Co-PI(s): Praveena Penmetsa, Ph.D. Timothy E. Barnett, P.E., PTOE Xiaobing Li, Ph.D. 

Institution(s): University of Alabama

Abstract

Non-traversable medians consistently yielded improved safety performance compared to other median types such as undivided, 4-feet flush medians, and two-way left-turn lane cross-sections. However, constructing non-traversable medians can be costly. The goal of this study is to 1) examine the safety performance of existing rural four-lane roadways with above-mentioned four median types in Georgia by using Safety Performance Functions (SPFs) and Crash Modification Factors (CMFs), and 2) develop criteria to determine under what conditions these four median types yield maximum safety benefits while considering construction costs. Data were refined and integrated from multiple sources such as from the Georgia Department of Transportation (GDOT), Federal Highway Administration (FHWA) and Google Maps. The Annual Average Daily Traffic (AADT), truck percentage, and access point density were considered as key independent variables in SPFs. The CMFs were estimated to show the effectiveness of a cross-section compared to the base- four-lane undivided roadway. Note, the SPFs and CMFs developed in this study did not consider the speed limit. The key results show that the estimated CMFs vary across different values of variables, indicating that the safety effectiveness of a treatment is likely to vary across different roadway and traffic conditions.

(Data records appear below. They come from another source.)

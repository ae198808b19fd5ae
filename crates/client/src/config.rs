//! Client configuration.
//!
//! ```
//! use std::time::Duration;
//! use micro_http_client::config::ClientConfig;
//!
//! let config = ClientConfig::builder()
//!     .max_connections_per_host(2)
//!     .response_timeout(Duration::from_secs(30))
//!     .user_agent("inventory-sync/2.1")
//!     .build()
//!     .unwrap();
//!
//! assert_eq!(config.max_connections_per_host(), 2);
//! ```

use std::time::Duration;

use http::HeaderValue;
use thiserror::Error;

const DEFAULT_MAX_CONNECTIONS_PER_HOST: usize = 4;
const DEFAULT_CONNECT_TIMEOUT: Duration = Duration::from_secs(10);
const DEFAULT_READ_BUFFER_CAPACITY: usize = 8 * 1024;
pub(crate) const DEFAULT_MAX_RESPONSE_BODY: u64 = 16 * 1024 * 1024;
const DEFAULT_USER_AGENT: &str = concat!("micro-http-client/", env!("CARGO_PKG_VERSION"));

#[derive(Debug, Clone)]
pub struct ClientConfig {
    max_connections_per_host: usize,
    connect_timeout: Duration,
    response_timeout: Option<Duration>,
    read_buffer_capacity: usize,
    max_response_body: u64,
    user_agent: Option<HeaderValue>,
}

impl ClientConfig {
    pub fn builder() -> ClientConfigBuilder {
        ClientConfigBuilder::new()
    }

    /// Upper bound of open connections to one authority. Requests beyond it wait in FIFO order.
    pub fn max_connections_per_host(&self) -> usize {
        self.max_connections_per_host
    }

    pub fn connect_timeout(&self) -> Duration {
        self.connect_timeout
    }

    /// Bound on the wait for a complete response once the request was written, none by default.
    pub fn response_timeout(&self) -> Option<Duration> {
        self.response_timeout
    }

    pub fn read_buffer_capacity(&self) -> usize {
        self.read_buffer_capacity
    }

    /// Largest response body buffered for a handler; longer responses fail as malformed.
    pub fn max_response_body(&self) -> u64 {
        self.max_response_body
    }

    pub fn user_agent(&self) -> Option<&HeaderValue> {
        self.user_agent.as_ref()
    }
}

impl Default for ClientConfig {
    fn default() -> Self {
        Self {
            max_connections_per_host: DEFAULT_MAX_CONNECTIONS_PER_HOST,
            connect_timeout: DEFAULT_CONNECT_TIMEOUT,
            response_timeout: None,
            read_buffer_capacity: DEFAULT_READ_BUFFER_CAPACITY,
            max_response_body: DEFAULT_MAX_RESPONSE_BODY,
            user_agent: Some(HeaderValue::from_static(DEFAULT_USER_AGENT)),
        }
    }
}

#[derive(Debug)]
pub struct ClientConfigBuilder {
    max_connections_per_host: usize,
    connect_timeout: Duration,
    response_timeout: Option<Duration>,
    read_buffer_capacity: usize,
    max_response_body: u64,
    user_agent: Option<String>,
}

impl ClientConfigBuilder {
    fn new() -> Self {
        Self {
            max_connections_per_host: DEFAULT_MAX_CONNECTIONS_PER_HOST,
            connect_timeout: DEFAULT_CONNECT_TIMEOUT,
            response_timeout: None,
            read_buffer_capacity: DEFAULT_READ_BUFFER_CAPACITY,
            max_response_body: DEFAULT_MAX_RESPONSE_BODY,
            user_agent: Some(DEFAULT_USER_AGENT.to_string()),
        }
    }

    pub fn max_connections_per_host(mut self, max: usize) -> Self {
        self.max_connections_per_host = max;
        self
    }

    pub fn connect_timeout(mut self, timeout: Duration) -> Self {
        self.connect_timeout = timeout;
        self
    }

    pub fn response_timeout(mut self, timeout: Duration) -> Self {
        self.response_timeout = Some(timeout);
        self
    }

    pub fn read_buffer_capacity(mut self, capacity: usize) -> Self {
        self.read_buffer_capacity = capacity;
        self
    }

    pub fn max_response_body(mut self, max: u64) -> Self {
        self.max_response_body = max;
        self
    }

    pub fn user_agent<S: Into<String>>(mut self, user_agent: S) -> Self {
        self.user_agent = Some(user_agent.into());
        self
    }

    /// Sends requests without a `user-agent` unless the request carries its own.
    pub fn no_user_agent(mut self) -> Self {
        self.user_agent = None;
        self
    }

    pub fn build(self) -> Result<ClientConfig, ConfigError> {
        if self.max_connections_per_host == 0 {
            return Err(ConfigError::ZeroConnections);
        }
        if self.read_buffer_capacity == 0 {
            return Err(ConfigError::ZeroReadBuffer);
        }

        let user_agent = self
            .user_agent
            .map(|user_agent| HeaderValue::try_from(user_agent.as_str()).map_err(|_| ConfigError::InvalidUserAgent { user_agent }))
            .transpose()?;

        Ok(ClientConfig {
            max_connections_per_host: self.max_connections_per_host,
            connect_timeout: self.connect_timeout,
            response_timeout: self.response_timeout,
            read_buffer_capacity: self.read_buffer_capacity,
            max_response_body: self.max_response_body,
            user_agent,
        })
    }
}

#[derive(Error, Debug, PartialEq, Eq)]
pub enum ConfigError {
    #[error("max connections per host must be at least 1")]
    ZeroConnections,
    #[error("read buffer capacity must be at least 1 byte")]
    ZeroReadBuffer,
    #[error("invalid user agent: {user_agent:?}")]
    InvalidUserAgent { user_agent: String },
}

#[cfg(test)]
mod tests {
    use super::*;

    #[test]
    fn defaults() {
        let config = ClientConfig::builder().build().unwrap();
        assert_eq!(config.max_connections_per_host(), 4);
        assert_eq!(config.connect_timeout(), Duration::from_secs(10));
        assert_eq!(config.response_timeout(), None);
        assert_eq!(config.read_buffer_capacity(), 8 * 1024);
        assert_eq!(config.max_response_body(), 16 * 1024 * 1024);
        assert!(config.user_agent().unwrap().to_str().unwrap().starts_with("micro-http-client/"));

        let default = ClientConfig::default();
        assert_eq!(default.max_connections_per_host(), config.max_connections_per_host());
        assert_eq!(default.user_agent(), config.user_agent());
    }

    #[test]
    fn rejects_invalid_values() {
        assert_eq!(ClientConfig::builder().max_connections_per_host(0).build().unwrap_err(), ConfigError::ZeroConnections);
        assert_eq!(ClientConfig::builder().read_buffer_capacity(0).build().unwrap_err(), ConfigError::ZeroReadBuffer);
        assert!(matches!(
            ClientConfig::builder().user_agent("bad\nagent").build(),
            Err(ConfigError::InvalidUserAgent { .. })
        ));
    }

    #[test]
    fn response_body_limit() {
        let config = ClientConfig::builder().max_response_body(1024).build().unwrap();
        assert_eq!(config.max_response_body(), 1024);
    }

    #[test]
    fn without_user_agent() {
        let config = ClientConfig::builder().no_user_agent().build().unwrap();
        assert!(config.user_agent().is_none());
    }
}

Specifically, the segments with non-traversable medians outperformed the other three segment types across all AADTs, truck percentages, and access point densities, except at very low AADT under 5,000 where the 4-feet flush medians appear to have improved safety. The research team estimated average annual crash reductions (compared with undivided roadways), which were converted into monetary values using the average crash costs by severities. The safety benefits and project construction costs were used to estimate benefit-cost ratios (BCRs). Simulations were suggested in situations where safety solely did not help in the decision-making process of identifying cost-effective median type for rural four-lane roadways. It is highly recommended that decision-makers or practitioners use the estimated safety benefits from this study and the construction costs of a specific highway project to estimate BCRs for recommendations of the cross-section type.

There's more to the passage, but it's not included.